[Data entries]
= Beginning of Section =
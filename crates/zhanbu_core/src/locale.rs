//! Display locale tag.
//!
//! The locale is an explicit parameter of every display-name lookup rather
//! than ambient process state, so concurrent requests in different
//! languages never interfere. Algorithmic keys (stem and branch
//! characters, palace numbers, element codes) are locale-independent.

use serde::{Deserialize, Serialize};

/// Supported display locales.
#[derive(Debug, Clone, Copy, Default, PartialEq, Eq, Hash, Serialize, Deserialize)]
pub enum Locale {
    /// Traditional Chinese (zh-tw).
    #[default]
    ZhHant,
    /// Simplified Chinese (zh-cn).
    ZhHans,
}

impl Locale {
    /// Locale code in the zh-tw / zh-cn spelling.
    pub const fn code(self) -> &'static str {
        match self {
            Self::ZhHant => "zh-tw",
            Self::ZhHans => "zh-cn",
        }
    }

    /// Look a locale up by its code.
    pub fn from_code(code: &str) -> Option<Locale> {
        match code {
            "zh-tw" => Some(Self::ZhHant),
            "zh-cn" => Some(Self::ZhHans),
            _ => None,
        }
    }
}
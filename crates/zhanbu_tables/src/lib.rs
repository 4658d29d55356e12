//! Static table store: the fixed domain tables every distributor reads.
//!
//! This crate holds:
//! - The nine palaces with their directions, elements and ring orders
//! - The nine stars, eight gates and eight deities with elements,
//!   auspice types, aliases and feature text
//! - The solar-term → configuration-digit-triple formation table
//! - The earth-plate stem sequence and the stem-hosting map
//! - The eight trigrams and the 64-hexagram name table
//!
//! Pure data plus lookup. Display names take an explicit [`Locale`];
//! algorithmic keys never vary with it.

pub mod deity;
pub mod earth_plate;
pub mod formation;
pub mod gate;
pub mod hexagram;
pub mod palace;
pub mod star;
pub mod trigram;

use serde::{Deserialize, Serialize};
use zhanbu_core::Locale;

pub use deity::{DEITY_CYCLE, Deity};
pub use earth_plate::{EARTH_PLATE_SEQUENCE, host_stem};
pub use formation::{Dun, FORMATION_TABLE, FormationRow, formation_row};
pub use gate::{GATE_CYCLE, Gate};
pub use hexagram::{HexagramName, hexagram_name};
pub use palace::{ALL_PALACES, Palace, RING_CLOCKWISE, YANG_LAYOUT_RING, YIN_LAYOUT_RING};
pub use star::{STAR_CYCLE, Star};
pub use trigram::{ALL_TRIGRAMS, Trigram};

/// Auspicious/inauspicious classification shared by gates and deities.
#[derive(Debug, Clone, Copy, PartialEq, Eq, Hash, Serialize, Deserialize)]
pub enum Auspice {
    Auspicious,
    Inauspicious,
}

impl Auspice {
    /// Display label (吉 / 兇).
    pub const fn label(self, locale: Locale) -> &'static str {
        match (self, locale) {
            (Self::Auspicious, _) => "吉",
            (Self::Inauspicious, Locale::ZhHant) => "兇",
            (Self::Inauspicious, Locale::ZhHans) => "凶",
        }
    }
}
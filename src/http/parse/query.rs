//! Query string parsing.

use std::collections::BTreeMap;

use url::form_urlencoded;

/// Decodes a query string. Repeated keys are joined with `,` so that array
/// schemas see every value.
pub fn parse_query(query: &str) -> BTreeMap<String, String> {
    let mut params: BTreeMap<String, String> = BTreeMap::new();
    for (key, value) in form_urlencoded::parse(query.as_bytes()) {
        params
            .entry(key.into_owned())
            .and_modify(|existing| {
                existing.push(',');
                existing.push_str(&value);
            })
            .or_insert_with(|| value.clone().into_owned());
    }
    params
}

#[cfg(test)]
mod tests {
    use super::*;

    #[test]
    fn test_repeated_keys_join() {
        let params = parse_query("id=1&id=2&q=rust+lang&empty=");
        assert_eq!(params["id"], "1,2");
        assert_eq!(params["q"], "rust lang");
        assert_eq!(params["empty"], "");
    }
}
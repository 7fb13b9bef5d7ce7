//! `application/x-www-form-urlencoded` decoder.

use serde_json::{Map, Value};
use url::form_urlencoded;

use crate::http::parse::content_type::{Charset, DecodeError};
use crate::http::parse::json::POLLUTING_KEY;

/// Decodes a form body into an object of strings. A repeated key keeps its
/// last value.
pub fn decode_urlencoded(bytes: &[u8], charset: Charset) -> Result<Value, DecodeError> {
    let text = charset.decode(bytes)?;
    let mut out = Map::new();
    for (key, value) in form_urlencoded::parse(text.as_bytes()) {
        if key == POLLUTING_KEY {
            continue;
        }
        out.insert(key.into_owned(), Value::String(value.into_owned()));
    }
    Ok(Value::Object(out))
}
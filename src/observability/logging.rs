//! Structured logging.
//!
//! # Responsibilities
//! - Initialize logging subsystem
//! - Configure log level from config, overridable by `RUST_LOG`
//!
//! # Design Decisions
//! - Uses tracing crate for structured logging
//! - JSON format for production, compact format for development

use tracing_subscriber::{layer::SubscriberExt, util::SubscriberInitExt, EnvFilter};

use crate::config::ObservabilityConfig;

/// Filter used when `RUST_LOG` is unset.
pub fn default_filter(config: &ObservabilityConfig) -> String {
    format!(
        "{level},request_pipeline={level},tower_http=debug",
        level = config.log_level
    )
}

/// Installs the global subscriber. Calling it twice is a no-op.
pub fn init(config: &ObservabilityConfig) {
    let filter = EnvFilter::try_from_default_env()
        .unwrap_or_else(|_| EnvFilter::new(default_filter(config)));

    let registry = tracing_subscriber::registry().with(filter);
    let result = if config.json_logs {
        registry
            .with(tracing_subscriber::fmt::layer().json().with_current_span(true))
            .try_init()
    } else {
        registry
            .with(tracing_subscriber::fmt::layer().compact())
            .try_init()
    };
    if result.is_err() {
        tracing::debug!("Global subscriber already installed");
    }
}

#[cfg(test)]
mod tests {
    use super::*;

    #[test]
    fn test_default_filter_uses_configured_level() {
        let config = ObservabilityConfig {
            log_level: "warn".into(),
            ..ObservabilityConfig::default()
        };
        assert_eq!(
            default_filter(&config),
            "warn,request_pipeline=warn,tower_http=debug"
        );
    }

    #[test]
    fn test_init_twice_is_harmless() {
        let config = ObservabilityConfig::default();
        init(&config);
        init(&config);
    }
}
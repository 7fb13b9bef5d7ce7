//! Request-scoped service resolution.

use std::any::Any;
use std::fmt;
use std::sync::{Arc, Mutex};

use dashmap::DashMap;

use crate::container::registry::{Lifetime, ResolveError, Service, ServiceProvider, ServiceRegistry};

/// A request-lifetime child of the process registry.
///
/// Lookup order: services provided during this request, then the route's
/// overrides, then the process-wide registry.
pub struct ServiceScope {
    root: Arc<ServiceRegistry>,
    route: Option<Arc<ServiceRegistry>>,
    provided: DashMap<String, Service>,
    scoped: DashMap<String, Service>,
    resolving: Mutex<Vec<String>>,
}

impl fmt::Debug for ServiceScope {
    fn fmt(&self, f: &mut fmt::Formatter<'_>) -> fmt::Result {
        f.debug_struct("ServiceScope")
            .field("provided", &self.provided.len())
            .field("scoped", &self.scoped.len())
            .finish()
    }
}

impl ServiceScope {
    pub fn new(root: Arc<ServiceRegistry>, route: Option<Arc<ServiceRegistry>>) -> Self {
        Self {
            root,
            route,
            provided: DashMap::new(),
            scoped: DashMap::new(),
            resolving: Mutex::new(Vec::new()),
        }
    }

    /// Registers an ad-hoc service visible only within this scope.
    pub fn provide(&self, name: impl Into<String>, service: Service) {
        self.provided.insert(name.into(), service);
    }

    fn lookup(&self, name: &str) -> Option<(&ServiceRegistry, &ServiceProvider)> {
        if let Some(route) = &self.route {
            if let Some(provider) = route.provider(name) {
                return Some((route.as_ref(), provider));
            }
        }
        self.root
            .provider(name)
            .map(|provider| (self.root.as_ref(), provider))
    }

    /// Resolves a single named service.
    pub fn resolve(&self, name: &str) -> Result<Service, ResolveError> {
        if let Some(service) = self.provided.get(name) {
            return Ok(service.value().clone());
        }
        let (owner, provider) = self
            .lookup(name)
            .ok_or_else(|| ResolveError::NotRegistered(name.to_string()))?;

        let (lifetime, build) = match provider {
            ServiceProvider::Value(service) => return Ok(service.clone()),
            ServiceProvider::Factory { lifetime, build } => (*lifetime, build.clone()),
        };

        match lifetime {
            Lifetime::Singleton => {
                if let Some(service) = owner.cached_singleton(name) {
                    return Ok(service);
                }
                let service = self.build(name, |scope| build(scope))?;
                Ok(owner.cache_singleton(name, service))
            }
            Lifetime::Scoped => {
                if let Some(service) = self.scoped.get(name) {
                    return Ok(service.value().clone());
                }
                let service = self.build(name, |scope| build(scope))?;
                Ok(self
                    .scoped
                    .entry(name.to_string())
                    .or_insert(service)
                    .value()
                    .clone())
            }
            Lifetime::Transient => self.build(name, |scope| build(scope)),
        }
    }

    fn build<F>(&self, name: &str, build: F) -> Result<Service, ResolveError>
    where
        F: FnOnce(&ServiceScope) -> Result<Service, ResolveError>,
    {
        {
            let mut stack = self
                .resolving
                .lock()
                .map_err(|_| ResolveError::Factory {
                    name: name.to_string(),
                    reason: "resolution stack poisoned".into(),
                })?;
            if stack.iter().any(|n| n == name) {
                let mut chain = stack.clone();
                chain.push(name.to_string());
                return Err(ResolveError::Circular(chain));
            }
            stack.push(name.to_string());
        }
        let result = build(self);
        if let Ok(mut stack) = self.resolving.lock() {
            stack.pop();
        }
        result
    }

    /// Resolves every name in order; all failures are reported together.
    pub fn resolve_all(&self, names: &[String]) -> Result<Services, ResolveError> {
        let mut entries = Vec::with_capacity(names.len());
        let mut missing = Vec::new();
        for name in names {
            match self.resolve(name) {
                Ok(service) => entries.push((name.clone(), service)),
                Err(err) => {
                    tracing::debug!(service = %name, error = %err, "Service resolution failed");
                    missing.push(name.clone());
                }
            }
        }
        if missing.is_empty() {
            Ok(Services { entries })
        } else {
            Err(ResolveError::Unresolved {
                requested: names.to_vec(),
                missing,
            })
        }
    }
}

/// The services a guard, interceptor or handler declared it needs.
#[derive(Clone, Default)]
pub struct Services {
    entries: Vec<(String, Service)>,
}

impl fmt::Debug for Services {
    fn fmt(&self, f: &mut fmt::Formatter<'_>) -> fmt::Result {
        f.debug_list().entries(self.names()).finish()
    }
}

impl Services {
    /// Typed access by name. `None` if absent or of another type.
    pub fn get<T: Any + Send + Sync>(&self, name: &str) -> Option<Arc<T>> {
        self.entries
            .iter()
            .find(|(n, _)| n == name)
            .and_then(|(_, service)| service.clone().downcast::<T>().ok())
    }

    /// Like [`get`](Self::get) but yields an internal error for use with `?`.
    pub fn require<T: Any + Send + Sync>(
        &self,
        name: &str,
    ) -> Result<Arc<T>, crate::http::HttpError> {
        self.get(name).ok_or_else(|| {
            crate::http::HttpError::internal(format!(
                "Service \"{name}\" is not available with the requested type"
            ))
        })
    }

    pub fn names(&self) -> impl Iterator<Item = &str> {
        self.entries.iter().map(|(n, _)| n.as_str())
    }

    pub fn len(&self) -> usize {
        self.entries.len()
    }

    pub fn is_empty(&self) -> bool {
        self.entries.is_empty()
    }
}
//! Request schema model.
//!
//! # Data Flow
//! ```text
//! Route / Controller / Guard / Interceptor declarations
//!     → compose.rs (ordered merge, outer scopes fill gaps)
//!     → SchemaSet (one per route, computed once)
//!     → forger validates body, headers, cookies, url and query params
//! ```
//!
//! # Design Decisions
//! - Validation projects values onto declared keys; undeclared keys are dropped
//! - Param values arrive as strings and are coerced to the declared type
//! - Issues are structured (`path` + `message`) so error responses are stable

pub mod compose;
pub mod value;

pub use compose::{compose, FileRule, FilesSchema, ParamSchema, SchemaSet};
pub use value::{
    any, array, boolean, integer, number, object, string, ArraySchema, NumberSchema, ObjectSchema,
    ParamError, Schema, SchemaIssue, StringSchema,
};
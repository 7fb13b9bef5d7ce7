//! Metrics collection and exposition.
//!
//! # Responsibilities
//! - Define pipeline metrics (requests, latency)
//! - Expose Prometheus-compatible metrics endpoint
//!
//! # Metrics
//! - `pipeline_requests_total` (counter): requests by route, status, moment
//! - `pipeline_request_duration_seconds` (histogram): latency by route
//!
//! # Design Decisions
//! - Low-overhead metric updates (atomic operations)
//! - Labels for route, status code and the moment the pipeline ended at

use std::net::SocketAddr;
use std::time::Instant;

use metrics_exporter_prometheus::PrometheusBuilder;

pub const REQUESTS_TOTAL: &str = "pipeline_requests_total";
pub const REQUEST_DURATION: &str = "pipeline_request_duration_seconds";

/// Starts the Prometheus scrape endpoint on `addr`.
pub fn init_metrics(addr: SocketAddr) {
    match PrometheusBuilder::new().with_http_listener(addr).install() {
        Ok(()) => tracing::info!(address = %addr, "Metrics endpoint listening"),
        Err(e) => tracing::error!(address = %addr, error = %e, "Failed to install metrics exporter"),
    }
}

/// Records the outcome of one pipeline run.
pub fn record_outcome(route: &str, status: u16, moment: &'static str, started: Instant) {
    metrics::counter!(
        REQUESTS_TOTAL,
        "route" => route.to_string(),
        "status" => status.to_string(),
        "moment" => moment
    )
    .increment(1);
    metrics::histogram!(REQUEST_DURATION, "route" => route.to_string())
        .record(started.elapsed().as_secs_f64());
}
//! HTTP error taxonomy.
//!
//! Every failure inside the pipeline is converted into an [`HttpError`]
//! and from there into a [`Response`](crate::http::Response) before it
//! leaves the route handler.

use std::fmt;

use axum::http::StatusCode;
use thiserror::Error;

use crate::schema::SchemaIssue;

/// Where in the request a parameter was looked up.
#[derive(Debug, Clone, Copy, PartialEq, Eq)]
pub enum ParamLocation {
    Header,
    Cookie,
    UrlParam,
    QueryParam,
    File,
}

impl ParamLocation {
    fn noun(self) -> &'static str {
        match self {
            ParamLocation::Header => "header",
            ParamLocation::Cookie => "cookie",
            ParamLocation::UrlParam => "URL parameter",
            ParamLocation::QueryParam => "query parameter",
            ParamLocation::File => "file",
        }
    }

    fn short(self) -> &'static str {
        match self {
            ParamLocation::Header => "header",
            ParamLocation::Cookie => "cookie",
            ParamLocation::UrlParam => "URL",
            ParamLocation::QueryParam => "query",
            ParamLocation::File => "file",
        }
    }

    fn article(self) -> &'static str {
        match self {
            ParamLocation::UrlParam => "an",
            _ => "a",
        }
    }

    pub fn as_str(self) -> &'static str {
        match self {
            ParamLocation::Header => "header",
            ParamLocation::Cookie => "cookie",
            ParamLocation::UrlParam => "url_param",
            ParamLocation::QueryParam => "query_param",
            ParamLocation::File => "file",
        }
    }
}

/// Structured description of a request that did not match its route schema.
#[derive(Debug, Clone, PartialEq, Eq)]
pub enum ValidationFailure {
    /// The decoded body did not satisfy the body schema.
    Body { issues: Vec<SchemaIssue> },
    /// A declared key had no value at all.
    Missing { location: ParamLocation, key: String },
    /// A declared key had a value that failed validation.
    Invalid {
        location: ParamLocation,
        key: String,
        issues: Vec<SchemaIssue>,
    },
}

impl ValidationFailure {
    pub fn issues(&self) -> &[SchemaIssue] {
        match self {
            ValidationFailure::Body { issues } | ValidationFailure::Invalid { issues, .. } => issues,
            ValidationFailure::Missing { .. } => &[],
        }
    }

    pub fn location(&self) -> &'static str {
        match self {
            ValidationFailure::Body { .. } => "body",
            ValidationFailure::Missing { location, .. }
            | ValidationFailure::Invalid { location, .. } => location.as_str(),
        }
    }
}

fn write_issues(f: &mut fmt::Formatter<'_>, issues: &[SchemaIssue]) -> fmt::Result {
    for (i, issue) in issues.iter().enumerate() {
        if i > 0 {
            write!(f, ";")?;
        }
        write!(f, " {issue}")?;
    }
    Ok(())
}

impl fmt::Display for ValidationFailure {
    fn fmt(&self, f: &mut fmt::Formatter<'_>) -> fmt::Result {
        match self {
            ValidationFailure::Body { issues } => {
                write!(f, "Incorrect body arguments!")?;
                write_issues(f, issues)
            }
            ValidationFailure::Missing { location, key } => write!(
                f,
                "This route expects {} {} named \"{}\" to be present!",
                location.article(),
                location.noun(),
                key
            ),
            ValidationFailure::Invalid {
                location,
                key,
                issues,
            } => {
                let article = if location.article() == "an" { "An" } else { "A" };
                write!(
                    f,
                    "{article} {} parameter could not be validated! \"{key}\":",
                    location.short()
                )?;
                write_issues(f, issues)
            }
        }
    }
}

/// Errors that terminate a request with an error response.
#[derive(Debug, Clone, Error)]
pub enum HttpError {
    #[error("{0}")]
    BadRequest(String),

    #[error("{0}")]
    Unauthorized(String),

    #[error("{0}")]
    Forbidden(String),

    #[error("{0}")]
    NotFound(String),

    /// The request's content-type has no decoder.
    #[error("{0}")]
    NotAcceptable(String),

    #[error("{0}")]
    PayloadTooLarge(String),

    #[error("{0}")]
    Validation(ValidationFailure),

    #[error("{0}")]
    Internal(String),

    /// Any other status chosen by user code.
    #[error("{message}")]
    Status { status: StatusCode, message: String },
}

impl HttpError {
    pub fn bad_request(message: impl Into<String>) -> Self {
        HttpError::BadRequest(message.into())
    }

    pub fn unauthorized(message: impl Into<String>) -> Self {
        HttpError::Unauthorized(message.into())
    }

    pub fn internal(message: impl Into<String>) -> Self {
        HttpError::Internal(message.into())
    }

    pub fn with_status(status: StatusCode, message: impl Into<String>) -> Self {
        HttpError::Status {
            status,
            message: message.into(),
        }
    }

    pub fn status(&self) -> StatusCode {
        match self {
            HttpError::BadRequest(_) | HttpError::Validation(_) => StatusCode::BAD_REQUEST,
            HttpError::Unauthorized(_) => StatusCode::UNAUTHORIZED,
            HttpError::Forbidden(_) => StatusCode::FORBIDDEN,
            HttpError::NotFound(_) => StatusCode::NOT_FOUND,
            HttpError::NotAcceptable(_) => StatusCode::NOT_ACCEPTABLE,
            HttpError::PayloadTooLarge(_) => StatusCode::PAYLOAD_TOO_LARGE,
            HttpError::Internal(_) => StatusCode::INTERNAL_SERVER_ERROR,
            HttpError::Status { status, .. } => *status,
        }
    }

    pub fn validation(&self) -> Option<&ValidationFailure> {
        match self {
            HttpError::Validation(failure) => Some(failure),
            _ => None,
        }
    }
}

impl From<ValidationFailure> for HttpError {
    fn from(failure: ValidationFailure) -> Self {
        HttpError::Validation(failure)
    }
}

impl From<serde_json::Error> for HttpError {
    fn from(err: serde_json::Error) -> Self {
        HttpError::BadRequest(err.to_string())
    }
}

impl From<std::io::Error> for HttpError {
    fn from(err: std::io::Error) -> Self {
        HttpError::Internal(err.to_string())
    }
}
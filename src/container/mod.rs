//! Named-service container.
//!
//! # Data Flow
//! ```text
//! startup: ServiceRegistry (process-wide providers)
//! route:   ServiceRegistry (route `register` overrides, merged from controllers)
//! request: ServiceScope { provided, scoped cache } → route overrides → process registry
//!     → resolve_all(requires) → Services handed to guard / interceptor / handler
//! ```
//!
//! # Design Decisions
//! - Dependencies are declared by name up front; nothing is inferred at runtime
//! - One scope per request; dropped when the request completes
//! - Registries are immutable once the server holds them; only caches mutate

pub mod registry;
pub mod scope;

pub use registry::{Lifetime, ResolveError, Service, ServiceProvider, ServiceRegistry};
pub use scope::{ServiceScope, Services};
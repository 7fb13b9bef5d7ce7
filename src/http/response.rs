//! Response value produced by the pipeline.
//!
//! # Responsibilities
//! - Carry status, payload, headers and cookies through response interceptors
//! - Translate [`HttpError`]s into JSON error payloads
//! - Convert into the transport's response exactly once (`into_http`)
//!
//! # Design Decisions
//! - JSON is the default payload encoding
//! - A `content-type` set by user code is never overwritten

use std::fmt;

use axum::body::Body;
use axum::http::{header, HeaderMap, HeaderName, HeaderValue, StatusCode};
use bytes::Bytes;
use serde_json::{json, Value};

use crate::http::error::HttpError;

/// Response payload.
#[derive(Debug, Clone, PartialEq)]
pub enum ResponseBody {
    Empty,
    Json(Value),
    Text(String),
    Bytes(Bytes),
}

/// `SameSite` attribute of a cookie.
#[derive(Debug, Clone, Copy, PartialEq, Eq)]
pub enum SameSite {
    Strict,
    Lax,
    None,
}

/// A cookie to set on the client.
#[derive(Debug, Clone, PartialEq, Eq)]
pub struct SetCookie {
    pub name: String,
    pub value: String,
    pub path: Option<String>,
    pub max_age: Option<i64>,
    pub http_only: bool,
    pub secure: bool,
    pub same_site: Option<SameSite>,
}

impl SetCookie {
    pub fn new(name: impl Into<String>, value: impl Into<String>) -> Self {
        Self {
            name: name.into(),
            value: value.into(),
            path: None,
            max_age: None,
            http_only: false,
            secure: false,
            same_site: None,
        }
    }

    pub fn path(mut self, path: impl Into<String>) -> Self {
        self.path = Some(path.into());
        self
    }

    pub fn max_age(mut self, seconds: i64) -> Self {
        self.max_age = Some(seconds);
        self
    }

    pub fn http_only(mut self) -> Self {
        self.http_only = true;
        self
    }

    pub fn secure(mut self) -> Self {
        self.secure = true;
        self
    }

    pub fn same_site(mut self, same_site: SameSite) -> Self {
        self.same_site = Some(same_site);
        self
    }
}

impl fmt::Display for SetCookie {
    fn fmt(&self, f: &mut fmt::Formatter<'_>) -> fmt::Result {
        write!(f, "{}={}", self.name, self.value)?;
        if let Some(path) = &self.path {
            write!(f, "; Path={path}")?;
        }
        if let Some(max_age) = self.max_age {
            write!(f, "; Max-Age={max_age}")?;
        }
        if self.http_only {
            write!(f, "; HttpOnly")?;
        }
        if self.secure {
            write!(f, "; Secure")?;
        }
        match self.same_site {
            Some(SameSite::Strict) => write!(f, "; SameSite=Strict")?,
            Some(SameSite::Lax) => write!(f, "; SameSite=Lax")?,
            Some(SameSite::None) => write!(f, "; SameSite=None")?,
            None => {}
        }
        Ok(())
    }
}

/// An HTTP response flowing through the pipeline.
#[derive(Debug, Clone)]
pub struct Response {
    status: StatusCode,
    body: ResponseBody,
    headers: HeaderMap,
    cookies: Vec<SetCookie>,
}

impl Response {
    pub fn new(status: StatusCode, body: ResponseBody) -> Self {
        Self {
            status,
            body,
            headers: HeaderMap::new(),
            cookies: Vec::new(),
        }
    }

    /// 200 with a JSON payload.
    pub fn ok(payload: impl Into<Value>) -> Self {
        Self::json(StatusCode::OK, payload)
    }

    pub fn json(status: StatusCode, payload: impl Into<Value>) -> Self {
        Self::new(status, ResponseBody::Json(payload.into()))
    }

    pub fn text(status: StatusCode, text: impl Into<String>) -> Self {
        Self::new(status, ResponseBody::Text(text.into()))
    }

    pub fn empty(status: StatusCode) -> Self {
        Self::new(status, ResponseBody::Empty)
    }

    /// Translates an error into a JSON error response.
    pub fn error(err: &HttpError) -> Self {
        let status = err.status();
        let mut payload = json!({
            "status": status.as_u16(),
            "error": status.canonical_reason().unwrap_or("Error"),
            "message": err.to_string(),
        });
        if let Some(failure) = err.validation() {
            payload["location"] = Value::from(failure.location());
            let issues: Vec<Value> = failure
                .issues()
                .iter()
                .map(|issue| json!({ "path": issue.path, "message": issue.message }))
                .collect();
            if !issues.is_empty() {
                payload["issues"] = Value::Array(issues);
            }
        }
        Self::json(status, payload)
    }

    pub fn status(&self) -> StatusCode {
        self.status
    }

    pub fn set_status(&mut self, status: StatusCode) {
        self.status = status;
    }

    pub fn is_error(&self) -> bool {
        self.status.as_u16() >= 400
    }

    pub fn body(&self) -> &ResponseBody {
        &self.body
    }

    pub fn set_body(&mut self, body: ResponseBody) {
        self.body = body;
    }

    /// The JSON payload, if this response carries one.
    pub fn json_body(&self) -> Option<&Value> {
        match &self.body {
            ResponseBody::Json(value) => Some(value),
            _ => None,
        }
    }

    pub fn headers(&self) -> &HeaderMap {
        &self.headers
    }

    pub fn headers_mut(&mut self) -> &mut HeaderMap {
        &mut self.headers
    }

    /// Sets a header; invalid names or values are dropped with a warning.
    pub fn with_header(mut self, name: &str, value: &str) -> Self {
        match (
            HeaderName::try_from(name),
            HeaderValue::try_from(value),
        ) {
            (Ok(name), Ok(value)) => {
                self.headers.insert(name, value);
            }
            _ => tracing::warn!(header = %name, "Dropping invalid response header"),
        }
        self
    }

    pub fn with_cookie(mut self, cookie: SetCookie) -> Self {
        self.cookies.push(cookie);
        self
    }

    pub fn cookies(&self) -> &[SetCookie] {
        &self.cookies
    }

    /// Writes status, headers, cookies and body into a transport response.
    pub fn into_http(self) -> axum::response::Response {
        let Response {
            status,
            body,
            mut headers,
            cookies,
        } = self;

        for cookie in &cookies {
            match HeaderValue::try_from(cookie.to_string()) {
                Ok(value) => {
                    headers.append(header::SET_COOKIE, value);
                }
                Err(_) => tracing::warn!(cookie = %cookie.name, "Dropping invalid cookie"),
            }
        }

        let (default_type, bytes) = match body {
            ResponseBody::Empty => (None, Bytes::new()),
            ResponseBody::Json(value) => (
                Some("application/json"),
                Bytes::from(serde_json::to_vec(&value).unwrap_or_default()),
            ),
            ResponseBody::Text(text) => (Some("text/plain; charset=utf-8"), Bytes::from(text)),
            ResponseBody::Bytes(bytes) => (Some("application/octet-stream"), bytes),
        };
        if let Some(content_type) = default_type {
            headers
                .entry(header::CONTENT_TYPE)
                .or_insert(HeaderValue::from_static(content_type));
        }

        let mut response = axum::response::Response::new(Body::from(bytes));
        *response.status_mut() = status;
        *response.headers_mut() = headers;
        response
    }
}

impl From<HttpError> for Response {
    fn from(err: HttpError) -> Self {
        Response::error(&err)
    }
}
= End of Section =
◆ **Task instructions**: In the records, which lines mention the word "deities"? Copy those lines.

◆ **Final answer**:
//! - The nine stars, eight gates and eight deities with elements,
/// Auspicious/inauspicious classification shared by gates and deities.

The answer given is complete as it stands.